Il Governatore Ignazio Visco è intervenuto su "Le prospettive e le necessità di riforma dell'economia italiana" presso Villa Pamphilj a Roma.
Il Governatore Ignazio Visco è intervenuto su "Le prospettive e le necessità di riforma dell'economia italiana" nell'ambito degli incontri del Presidente del Consiglio con i rappresentanti delle Istituzioni e delle Parti sociali, per un confronto sui progetti di rilancio del Paese, in corso presso Villa Pamphilj a Roma.
La diffusione in tutto il mondo del nuovo coronavirus ha causato una emergenza sanitaria gravissima e una crisi economica che non ha precedenti nella storia moderna. In molti paesi per contenere la pandemia è stato necessario limitare le libertà personali di movimento e di interazione sociale, sospendere la didattica in presenza nelle scuole e nelle università, chiudere temporaneamente molte attività produttive. Le ripercussioni sulla crescita globale sono severe.
• Già nella prima metà di aprile il Fondo monetario internazionale anticipava una caduta del PIL mondiale del 3 per cento nel 2020, contro un aumento della stessa misura previsto in gennaio. All’inizio di questo mese, la Banca mondiale stimava un calo del 5,2 per cento.
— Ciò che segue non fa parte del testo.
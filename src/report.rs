//! 直方图报告
//!
//! `--hist-dir` 指定时，把输出图像的 RGB 直方图与统计写成 `histogram.json`，
//! 便于离线比对不同模型/布局的输出分布。目录不存在时自动创建。

use std::fs;
use std::path::{Path, PathBuf};

use chrono::Local;
use serde::Serialize;

use crate::error::AppError;
use crate::upscale::{Histogram, OutputStats, UpscaleReport};

/// 报告文件名。
pub const HISTOGRAM_FILE: &str = "histogram.json";

#[derive(Debug, Serialize)]
struct HistogramReport<'a> {
    created_at: String,
    model: String,
    layout: &'a str,
    input: String,
    output: String,
    input_size: [u32; 2],
    output_size: [u32; 2],
    stats: &'a OutputStats,
    histogram: &'a Histogram,
}

/// 报告中除图像数据之外的上下文信息。
#[derive(Debug, Clone, Copy)]
pub struct ReportContext<'a> {
    pub model: &'a Path,
    pub layout: &'a str,
    pub input: &'a Path,
}

/// 写出直方图报告，返回报告文件路径。
pub fn write_histogram_report(
    dir: &Path,
    report: &UpscaleReport,
    context: ReportContext<'_>,
) -> Result<PathBuf, AppError> {
    fs::create_dir_all(dir)
        .map_err(|e| AppError::Report(format!("创建报告目录失败 {}: {}", dir.display(), e)))?;

    let payload = HistogramReport {
        created_at: Local::now().to_rfc3339(),
        model: context.model.display().to_string(),
        layout: context.layout,
        input: context.input.display().to_string(),
        output: report.output_path.display().to_string(),
        input_size: [report.input_size.0, report.input_size.1],
        output_size: [report.output_size.0, report.output_size.1],
        stats: &report.stats,
        histogram: &report.histogram,
    };

    let content = serde_json::to_string_pretty(&payload)
        .map_err(|e| AppError::Report(format!("序列化报告失败: {}", e)))?;

    let path = dir.join(HISTOGRAM_FILE);
    fs::write(&path, content)?;

    log::info!("📈 直方图报告已写出 - 路径: {}", path.display());
    Ok(path)
}

#[cfg(test)]
mod tests {
    use super::*;
    use crate::upscale::{Bitmap, StageTimings};
    use image::Rgba;
    use std::time::{SystemTime, UNIX_EPOCH};

    fn sample_report() -> UpscaleReport {
        let bitmap =
            Bitmap::from_fn(2, 2, |x, _| Rgba([x as u8 * 200, 5, 9, 255])).expect("bitmap");
        UpscaleReport {
            output_path: PathBuf::from("out.png"),
            input_size: (1, 1),
            output_size: (2, 2),
            stats: OutputStats::from_bitmap(&bitmap),
            histogram: Histogram::from_bitmap(&bitmap),
            timings: StageTimings::default(),
        }
    }

    #[test]
    fn writes_json_into_new_directory() {
        let nanos = SystemTime::now()
            .duration_since(UNIX_EPOCH)
            .expect("clock")
            .as_nanos();
        let dir = std::env::temp_dir()
            .join(format!("simple_image_sr_report_{}_{}", std::process::id(), nanos))
            .join("nested");

        let path = write_histogram_report(
            &dir,
            &sample_report(),
            ReportContext {
                model: Path::new("model.onnx"),
                layout: "bgra",
                input: Path::new("in.png"),
            },
        )
        .expect("report should be written");

        assert_eq!(path, dir.join(HISTOGRAM_FILE));
        let text = fs::read_to_string(&path).expect("read report");
        let value: serde_json::Value = serde_json::from_str(&text).expect("valid json");
        assert_eq!(value["layout"], "bgra");
        assert_eq!(value["output_size"], serde_json::json!([2, 2]));
        assert_eq!(value["histogram"]["red"][200], 2);
        assert_eq!(value["histogram"]["green"][5], 4);
        assert_eq!(value["stats"]["red"]["max"], 200);
        assert!(value["created_at"].as_str().is_some());
    }
}
//! # 像素缓冲转换模块
//!
//! ## 设计思路
//!
//! 负责 `Bitmap` 与推理后端 `PixelBuffer` 之间的双向转换：
//! - 入方向（to-device）：按固定布局分配缓冲 → 加锁 → 按通道顺序重排拷贝 → 解锁
//! - 出方向（from-device）：按缓冲自身声明的字节顺序读出，还原为标准 RGBA
//!
//! 通道顺序是跨组件约定，入/出两个方向必须对称遵守，否则颜色会静默反转。
//!
//! ## 实现思路
//!
//! - 缓冲写锁使用 RAII 守卫 `BufferLock`：构造即加锁，`Drop` 必然解锁。
//!   任何提前返回（包括拷贝上下文构建失败）都会在错误向上传播前释放锁。
//! - 分配使用 `try_reserve_exact`，平台拒绝分配时返回 `BufferAllocationFailed`。
//! - 拷贝上下文 `CopyContext` 在加锁后校验几何信息，失败返回 `ConversionContextFailed`。

use image::{Rgba, RgbaImage};

use super::config::{ChannelLayout, UpscaleConfig};
use super::source::{Bitmap, PixelBuffer, PixelFormat, BYTES_PER_PIXEL};
use super::UpscaleError;

/// 像素缓冲写锁。
///
/// 持有期间可写入缓冲内存，离开作用域时自动解锁。
pub struct BufferLock<'a> {
    buffer: &'a mut PixelBuffer,
}

impl<'a> BufferLock<'a> {
    fn acquire(buffer: &'a mut PixelBuffer) -> Result<Self, UpscaleError> {
        if buffer.locked {
            return Err(UpscaleError::ConversionContextFailed(
                "像素缓冲已处于锁定状态".to_string(),
            ));
        }

        buffer.locked = true;
        buffer.lock_count += 1;
        log::trace!("🔒 像素缓冲加锁 - {}x{}", buffer.width, buffer.height);

        Ok(Self { buffer })
    }

    pub fn width(&self) -> u32 {
        self.buffer.width
    }

    pub fn height(&self) -> u32 {
        self.buffer.height
    }

    pub fn stride(&self) -> usize {
        self.buffer.stride
    }

    pub fn format(&self) -> PixelFormat {
        self.buffer.format
    }

    /// 可写的整块缓冲内存（含行尾填充）。
    pub fn bytes_mut(&mut self) -> &mut [u8] {
        &mut self.buffer.data
    }
}

impl Drop for BufferLock<'_> {
    fn drop(&mut self) {
        self.buffer.locked = false;
        self.buffer.unlock_count += 1;
        log::trace!("🔓 像素缓冲解锁 - {}x{}", self.buffer.width, self.buffer.height);
    }
}

impl PixelBuffer {
    /// 获取独占写锁。
    ///
    /// 同一时刻只能存在一个写锁；若之前的守卫被 `mem::forget`，这里会失败。
    pub fn lock(&mut self) -> Result<BufferLock<'_>, UpscaleError> {
        BufferLock::acquire(self)
    }
}

/// 拷贝上下文：校验位图与缓冲几何一致后，执行逐行重排拷贝。
struct CopyContext {
    width: usize,
    height: usize,
    stride: usize,
    format: PixelFormat,
}

impl CopyContext {
    fn new(
        bitmap: &Bitmap,
        lock: &BufferLock<'_>,
        layout: &ChannelLayout,
    ) -> Result<Self, UpscaleError> {
        if bitmap.width() != lock.width() || bitmap.height() != lock.height() {
            return Err(UpscaleError::ConversionContextFailed(format!(
                "位图 {}x{} 与缓冲 {}x{} 尺寸不一致",
                bitmap.width(),
                bitmap.height(),
                lock.width(),
                lock.height()
            )));
        }

        if lock.format() != layout.buffer_format() {
            return Err(UpscaleError::ConversionContextFailed(format!(
                "缓冲格式 {} 与布局约定 {} 不一致",
                lock.format().as_str(),
                layout.as_str()
            )));
        }

        let width = bitmap.width() as usize;
        let height = bitmap.height() as usize;
        let row_bytes = width * BYTES_PER_PIXEL;
        if lock.stride() < row_bytes || lock.stride() % BYTES_PER_PIXEL != 0 {
            return Err(UpscaleError::ConversionContextFailed(format!(
                "不支持的行跨度：{}（行宽 {}）",
                lock.stride(),
                row_bytes
            )));
        }

        Ok(Self {
            width,
            height,
            stride: lock.stride(),
            format: lock.format(),
        })
    }

    /// `src` 为紧凑 RGBA，`dst` 为带行跨度的目标缓冲。
    fn copy(&self, src: &[u8], dst: &mut [u8]) {
        let row_bytes = self.width * BYTES_PER_PIXEL;
        let offsets = self.format.component_offsets();

        for y in 0..self.height {
            let src_row = &src[y * row_bytes..(y + 1) * row_bytes];
            let dst_row = &mut dst[y * self.stride..y * self.stride + row_bytes];

            for (s, d) in src_row
                .chunks_exact(BYTES_PER_PIXEL)
                .zip(dst_row.chunks_exact_mut(BYTES_PER_PIXEL))
            {
                d[offsets[0]] = s[0];
                d[offsets[1]] = s[1];
                d[offsets[2]] = s[2];
                d[offsets[3]] = s[3];
            }
        }
    }
}

/// 位图与像素缓冲之间的转换器。
#[derive(Debug, Clone)]
pub struct BufferConverter {
    layout: ChannelLayout,
    row_alignment: usize,
}

impl BufferConverter {
    pub fn new(config: &UpscaleConfig) -> Self {
        Self::with_layout(config.channel_layout, config.row_alignment)
    }

    pub fn with_layout(layout: ChannelLayout, row_alignment: usize) -> Self {
        Self {
            layout,
            row_alignment,
        }
    }

    pub fn layout(&self) -> ChannelLayout {
        self.layout
    }

    /// 分配缓冲并将位图像素按布局写入。
    ///
    /// 失败时缓冲在错误返回前已解锁并释放。
    pub fn to_device_buffer(&self, bitmap: &Bitmap) -> Result<PixelBuffer, UpscaleError> {
        let mut buffer = self.allocate(bitmap.width(), bitmap.height())?;
        self.fill_locked(&mut buffer, bitmap)?;

        log::debug!(
            "🧱 像素缓冲已就绪 - {}x{} stride={} format={}",
            buffer.width(),
            buffer.height(),
            buffer.stride(),
            buffer.format().as_str()
        );

        Ok(buffer)
    }

    /// 按缓冲声明的字节顺序读出，生成标准 RGBA 位图（不缩放）。
    pub fn from_device_buffer(buffer: &PixelBuffer) -> Bitmap {
        let format = buffer.format();
        let image = RgbaImage::from_fn(buffer.width(), buffer.height(), |x, y| {
            Rgba(format.decode_pixel(buffer.pixel_bytes(x, y)))
        });
        Bitmap::from_valid_image(image)
    }

    /// 按平台固定格式分配缓冲，行尾按 `row_alignment` 对齐。
    fn allocate(&self, width: u32, height: u32) -> Result<PixelBuffer, UpscaleError> {
        if width == 0 || height == 0 {
            return Err(UpscaleError::BufferAllocationFailed(format!(
                "无法分配 {}x{} 的缓冲",
                width, height
            )));
        }

        let stride = (width as usize)
            .checked_mul(BYTES_PER_PIXEL)
            .and_then(|row| row.checked_next_multiple_of(self.row_alignment))
            .ok_or_else(|| {
                UpscaleError::BufferAllocationFailed(format!(
                    "行跨度计算溢出（width={} alignment={}）",
                    width, self.row_alignment
                ))
            })?;

        let total = stride.checked_mul(height as usize).ok_or_else(|| {
            UpscaleError::BufferAllocationFailed(format!("缓冲大小溢出（{}x{}）", width, height))
        })?;

        let mut data = Vec::new();
        data.try_reserve_exact(total).map_err(|e| {
            UpscaleError::BufferAllocationFailed(format!(
                "申请 {:.2} MB 失败：{}",
                total as f64 / 1024.0 / 1024.0,
                e
            ))
        })?;
        data.resize(total, 0);

        PixelBuffer::from_raw_parts(width, height, stride, self.layout.buffer_format(), data)
            .map_err(|e| UpscaleError::BufferAllocationFailed(e.to_string()))
    }

    /// 在写锁保护下把位图拷入缓冲。
    fn fill_locked(&self, buffer: &mut PixelBuffer, bitmap: &Bitmap) -> Result<(), UpscaleError> {
        let mut lock = buffer.lock()?;
        let context = CopyContext::new(bitmap, &lock, &self.layout)?;
        context.copy(bitmap.as_image().as_raw(), lock.bytes_mut());
        Ok(())
    }
}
La scorsa settimana l’OCSE ha diffuso scenari che indicano una discesa del 6,0 per cento nelle ipotesi meno sfavorevoli e del 7,6 per cento qualora si presentasse una nuova ondata di contagi. È stato calcolato che, quest’anno, si registrerà a livello globale la più diffusa diminuzione del reddito in termini pro capite dal 1870.
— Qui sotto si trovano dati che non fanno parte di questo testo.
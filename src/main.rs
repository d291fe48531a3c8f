//! # 单图超分工具：命令行入口
//!
//! 本文件仅负责参数解析、日志初始化与退出码。
//! 业务逻辑分布在各子模块中，详见 `lib.rs` 架构文档。

use std::path::PathBuf;
use std::process::ExitCode;

use clap::{Parser, ValueEnum};

use simple_image_sr::backends;
use simple_image_sr::error::AppError;
use simple_image_sr::model_path::resolve_model_path;
use simple_image_sr::report::{self, ReportContext};
use simple_image_sr::upscale::{
    ChannelLayout, EngineKeys, InferenceEngine, UpscaleConfig, UpscaleHandler,
};

#[derive(Parser, Debug)]
#[command(
    name = "simple-image-sr",
    version,
    about = "使用预训练超分模型放大单张图片",
    after_help = concat!(
        "示例:\n",
        "  simple-image-sr --input in.jpg --output out.png\n",
        "  simple-image-sr -i in.png -o out.png --model RealESRGAN_x4plus.onnx --hist-dir hist",
    )
)]
struct Cli {
    /// 输入图片（PNG/JPEG 等常见格式）。
    #[arg(short = 'i', long = "input")]
    input: PathBuf,

    /// 输出 PNG 路径，父目录必须已存在。
    #[arg(short = 'o', long = "output")]
    output: PathBuf,

    /// 模型路径，默认为可执行文件同目录的 RealESRGAN_x4plus.onnx。
    #[arg(short = 'm', long = "model")]
    model: Option<PathBuf>,

    /// 像素缓冲字节顺序（同时决定模型通道顺序）。
    #[arg(long = "layout", value_enum, default_value_t = LayoutArg::Bgra)]
    layout: LayoutArg,

    /// 模型输入特征名。
    #[arg(long = "input-key")]
    input_key: Option<String>,

    /// 指定模型输出特征名，跳过自动识别。
    #[arg(long = "output-key")]
    output_key: Option<String>,

    /// 写出 histogram.json 的目录。
    #[arg(long = "hist-dir")]
    hist_dir: Option<PathBuf>,

    /// 解码像素上限（默认不限）。
    #[arg(long = "max-pixels")]
    max_pixels: Option<u64>,

    /// 输入文件体积上限，单位字节（默认不限）。
    #[arg(long = "max-file-size")]
    max_file_size: Option<u64>,

    /// 输出调试日志。
    #[arg(short = 'v', long = "verbose", default_value_t = false)]
    verbose: bool,
}

#[derive(Debug, Clone, Copy, ValueEnum)]
enum LayoutArg {
    Bgra,
    Rgba,
    Argb,
}

impl LayoutArg {
    fn as_str(self) -> &'static str {
        match self {
            Self::Bgra => "bgra",
            Self::Rgba => "rgba",
            Self::Argb => "argb",
        }
    }
}

fn main() -> ExitCode {
    let cli = Cli::parse();

    let default_filter = if cli.verbose { "debug" } else { "info" };
    env_logger::Builder::from_env(env_logger::Env::default().default_filter_or(default_filter))
        .init();

    match run(cli) {
        Ok(()) => ExitCode::SUCCESS,
        Err(err) => {
            log::error!("❌ 处理失败（阶段：{}）: {}", err.stage(), err);
            eprintln!("错误：[{}] {}", err.stage(), err);
            ExitCode::from(1)
        }
    }
}

fn run(cli: Cli) -> Result<(), AppError> {
    let layout = ChannelLayout::from_str(cli.layout.as_str())?;

    let mut config = UpscaleConfig {
        channel_layout: layout,
        ..UpscaleConfig::default()
    };
    if let Some(max_pixels) = cli.max_pixels {
        config = config.with_max_pixels(max_pixels);
    }
    if let Some(max_file_size) = cli.max_file_size {
        config = config.with_max_file_size(max_file_size);
    }
    config.validate()?;

    let defaults = EngineKeys::default();
    let keys = EngineKeys {
        input_key: cli.input_key.unwrap_or(defaults.input_key),
        output_key_hint: defaults.output_key_hint,
        pinned_output_key: cli.output_key,
    };

    let model_path = resolve_model_path(cli.model)?;
    log::info!(
        "🚀 开始超分 - 输入: {} 输出: {} 模型: {} 布局: {}",
        cli.input.display(),
        cli.output.display(),
        model_path.display(),
        layout.as_str()
    );

    let mut engine = InferenceEngine::open(&model_path, keys, |path| {
        backends::load_default_backend(path, layout)
    })?;

    let handler = UpscaleHandler::new(config)?;
    let prepared = handler.prepare_file(&cli.input, &cli.output, &mut engine)?;

    // 报告先于输出写出，报告失败时不留下输出文件
    if let Some(dir) = cli.hist_dir {
        report::write_histogram_report(
            &dir,
            prepared.report(),
            ReportContext {
                model: &model_path,
                layout: layout.as_str(),
                input: &cli.input,
            },
        )?;
    }

    let result = prepared.commit()?;

    log::info!(
        "🎉 完成 - {}x{} -> {}x{} 已写入 {}",
        result.input_size.0,
        result.input_size.1,
        result.output_size.0,
        result.output_size.1,
        result.output_path.display()
    );

    Ok(())
}
//! # 推理引擎模块
//!
//! ## 设计思路
//!
//! 模型本身被视为黑盒，通过 `InferenceBackend` trait 抽象：
//! 生产实现绑定平台推理运行时，测试实现为确定性的假后端。
//!
//! `InferenceEngine` 持有已加载的后端，负责：
//! 1. 构造时校验模型路径可解析、后端声明了所需的输入/输出特征
//! 2. 将像素缓冲包装为单条目特征集合并同步调用后端
//! 3. 解析并缓存“哪个输出键承载结果图像”
//!
//! ## 输出键状态机
//!
//! - `Unresolved`：输出键仍为初始猜测值（默认 `output_image`）
//! - `Resolved`：输出键已被替换为后端声明的实际输出键
//!
//! 键的选择只发生在第一次推理：猜测键存在就沿用猜测键，缺失才执行发现流程。
//! 第一次调用之后（无论沿用猜测键、发现成功还是发现失败）不再探测，
//! 之后的调用只按既定键取值，缺失即 `OutputKeyMissing`。`output_key` 是实例字段而非全局状态，
//! 引擎不做内部同步：多张图片需顺序通过同一实例，或每个线程各持一个实例。

use std::path::{Path, PathBuf};
use std::time::Instant;

use super::config::EngineKeys;
use super::source::{FeatureMap, PixelBuffer};
use super::UpscaleError;

/// 不透明推理后端。
pub trait InferenceBackend {
    /// 后端名称（日志用）。
    fn name(&self) -> &str {
        "backend"
    }

    /// 模型声明的输入特征名。
    fn declared_input_keys(&self) -> Vec<String>;

    /// 模型声明的输出特征名，按后端枚举顺序返回。
    fn declared_output_keys(&self) -> Vec<String>;

    /// 同步执行一次推理。
    fn predict(&mut self, inputs: FeatureMap) -> Result<FeatureMap, UpscaleError>;
}

/// 输出键解析状态。
#[derive(Debug, Clone, Copy, PartialEq, Eq)]
pub enum OutputKeyState {
    Unresolved,
    Resolved,
}

/// 推理引擎。
pub struct InferenceEngine<B> {
    backend: B,
    model_path: PathBuf,
    input_key: String,
    output_key: String,
    key_state: OutputKeyState,
    /// 第一次推理已决定输出键。
    key_settled: bool,
}

impl<B: InferenceBackend> InferenceEngine<B> {
    /// 校验模型路径后通过 `loader` 加载后端。
    ///
    /// 路径不存在时返回 `ModelNotFound`，此时不会调用 `loader`。
    pub fn open<F>(
        model_path: impl AsRef<Path>,
        keys: EngineKeys,
        loader: F,
    ) -> Result<Self, UpscaleError>
    where
        F: FnOnce(&Path) -> Result<B, UpscaleError>,
    {
        let path = model_path.as_ref();
        if !path.exists() {
            return Err(UpscaleError::ModelNotFound {
                path: path.to_path_buf(),
            });
        }

        log::info!("📦 开始加载模型 - 路径: {}", path.display());
        let load_start = Instant::now();
        let backend = loader(path)?;
        log::info!(
            "✅ 模型加载完成 - 后端: {} 耗时: {}ms",
            backend.name(),
            load_start.elapsed().as_millis()
        );

        Self::from_backend(backend, path, keys)
    }

    /// 直接包装已加载的后端，并校验其就绪状态。
    pub fn from_backend(
        backend: B,
        model_path: impl Into<PathBuf>,
        keys: EngineKeys,
    ) -> Result<Self, UpscaleError> {
        let declared_inputs = backend.declared_input_keys();
        if !declared_inputs.iter().any(|k| *k == keys.input_key) {
            return Err(UpscaleError::BackendNotReady(format!(
                "模型未声明输入 '{}'（已声明：{}）",
                keys.input_key,
                declared_inputs.join(", ")
            )));
        }

        let declared_outputs = backend.declared_output_keys();
        if declared_outputs.is_empty() {
            return Err(UpscaleError::BackendNotReady("模型未声明任何输出".to_string()));
        }

        let (output_key, key_state) = match keys.pinned_output_key {
            Some(pinned) => {
                if !declared_outputs.contains(&pinned) {
                    return Err(UpscaleError::BackendNotReady(format!(
                        "指定的输出 '{}' 不在模型声明中（已声明：{}）",
                        pinned,
                        declared_outputs.join(", ")
                    )));
                }
                (pinned, OutputKeyState::Resolved)
            }
            None => (keys.output_key_hint, OutputKeyState::Unresolved),
        };

        Ok(Self {
            backend,
            model_path: model_path.into(),
            input_key: keys.input_key,
            output_key,
            key_state,
            key_settled: key_state == OutputKeyState::Resolved,
        })
    }

    pub fn model_path(&self) -> &Path {
        &self.model_path
    }

    pub fn input_key(&self) -> &str {
        &self.input_key
    }

    /// 当前输出键（`Unresolved` 时为猜测值）。
    pub fn output_key(&self) -> &str {
        &self.output_key
    }

    pub fn key_state(&self) -> OutputKeyState {
        self.key_state
    }

    /// 输出键是否已由第一次推理（或显式指定）确定。
    pub fn is_key_settled(&self) -> bool {
        self.key_settled
    }

    pub fn backend(&self) -> &B {
        &self.backend
    }

    /// 执行一次推理，返回结果缓冲。
    ///
    /// 解析后的键下没有特征时返回 `OutputKeyMissing`，不会返回部分结果。
    /// 后端 `predict` 失败不算作第一次调用，下次仍会决定输出键。
    pub fn process(&mut self, buffer: PixelBuffer) -> Result<PixelBuffer, UpscaleError> {
        let (width, height) = (buffer.width(), buffer.height());
        let inputs = FeatureMap::single(self.input_key.clone(), buffer);

        let infer_start = Instant::now();
        let mut outputs = self.backend.predict(inputs)?;
        log::info!(
            "⚡ 推理完成 - 后端: {} 输入: {}x{} 耗时: {}ms",
            self.backend.name(),
            width,
            height,
            infer_start.elapsed().as_millis()
        );

        let key = self.resolve_output_key(&outputs)?;
        outputs
            .remove(&key)
            .ok_or_else(|| UpscaleError::OutputKeyMissing {
                key,
                available: outputs.keys(),
            })
    }

    fn resolve_output_key(&mut self, outputs: &FeatureMap) -> Result<String, UpscaleError> {
        if self.key_settled {
            return Ok(self.output_key.clone());
        }
        self.key_settled = true;

        if outputs.contains_key(&self.output_key) {
            log::debug!("🔑 使用预设输出键：{}", self.output_key);
            return Ok(self.output_key.clone());
        }

        let discovered = self.discover_output_key(outputs)?;
        self.output_key = discovered;
        self.key_state = OutputKeyState::Resolved;
        Ok(self.output_key.clone())
    }

    /// 从后端声明的输出中选出实际存在的第一个。
    ///
    /// 声明了多个候选时按枚举顺序取第一个，并记录告警。
    fn discover_output_key(&self, outputs: &FeatureMap) -> Result<String, UpscaleError> {
        let declared = self.backend.declared_output_keys();
        let candidates: Vec<&String> =
            declared.iter().filter(|k| outputs.contains_key(k)).collect();

        match candidates.as_slice() {
            [] => Err(UpscaleError::OutputKeyMissing {
                key: self.output_key.clone(),
                available: outputs.keys(),
            }),
            [only] => {
                log::info!("🔎 输出键自动识别：{} -> {}", self.output_key, only);
                Ok((*only).clone())
            }
            [first, ..] => {
                log::warn!(
                    "⚠️ 模型存在多个候选输出 {:?}，按声明顺序采用：{}",
                    candidates,
                    first
                );
                Ok((*first).clone())
            }
        }
    }
}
• Per l’Italia, nelle previsioni pubblicate il 5 giugno nell’ambito dell’esercizio coordinato condotto dall’Eurosistema, abbiamo effettuato un’analisi di scenario, basata su ipotesi alternative in merito alla durata e all’estensione dell’epidemia, alle sue ricadute sull’economia globale e alle sue ripercussioni finanziarie. Lo scenario di base prefigura un calo del PIL del 9,2 per cento; in un secondo scenario basato su ipotesi più pessimiste, coerenti, tra l’altro, con la necessità di contrastare possibili nuovi focolai, la diminuzione del PIL sarebbe del 13,1 per cento.
• Tutti gli scenari suggeriscono che la caduta del PIL, sia per l’Italia sia a livello globale, sarebbe concentrata – e per la maggior parte già realizzata – nella prima metà di quest’anno. Sulla rapidità e sull’intensità della successiva ripresa e, in generale, sulle prospettive per il prossimo biennio grava, tuttavia, un’incertezza molto elevata, che riguarda molteplici fattori: ‒ In primo luogo essa investe il futuro andamento di variabili di natura non economica, quali l’evoluzione dei contagi nei diversi paesi, incluso il possibile riemergere di nuovi focolai, e la durata delle misure di contenimento. Vi è, in sostanza, incertezza sui tempi e sui modi con cui si riuscirà a sconfiggere la pandemia. ‒ In secondo luogo l’incertezza riguarda la capacità delle politiche di sostegno adottate nei diversi paesi di influenzare la fiducia e i consumi delle famiglie e le aspettative e gli investimenti delle imprese. In altre parole, è assai difficile prevedere, in questa situazione, quante risorse saranno necessarie, come saranno impiegate e quale sarà il loro grado di efficacia. ‒ Infine, a un livello più profondo, non sappiamo come e quanto l’esperienza della pandemia finirà per modificare i nostri comportamenti, le abitudini di consumo, l’allocazione del possibile aumento del risparmio precauzionale. Ci si chiede quali nuovi bisogni si affermeranno, quali consuetudini saranno definitivamente superate, quali saranno le conseguenze per l’organizzazione della società e dell’attività produttiva. Prefigurare quali saranno i nuovi “equilibri” o la nuova “normalità” che si andranno determinando è molto difficile.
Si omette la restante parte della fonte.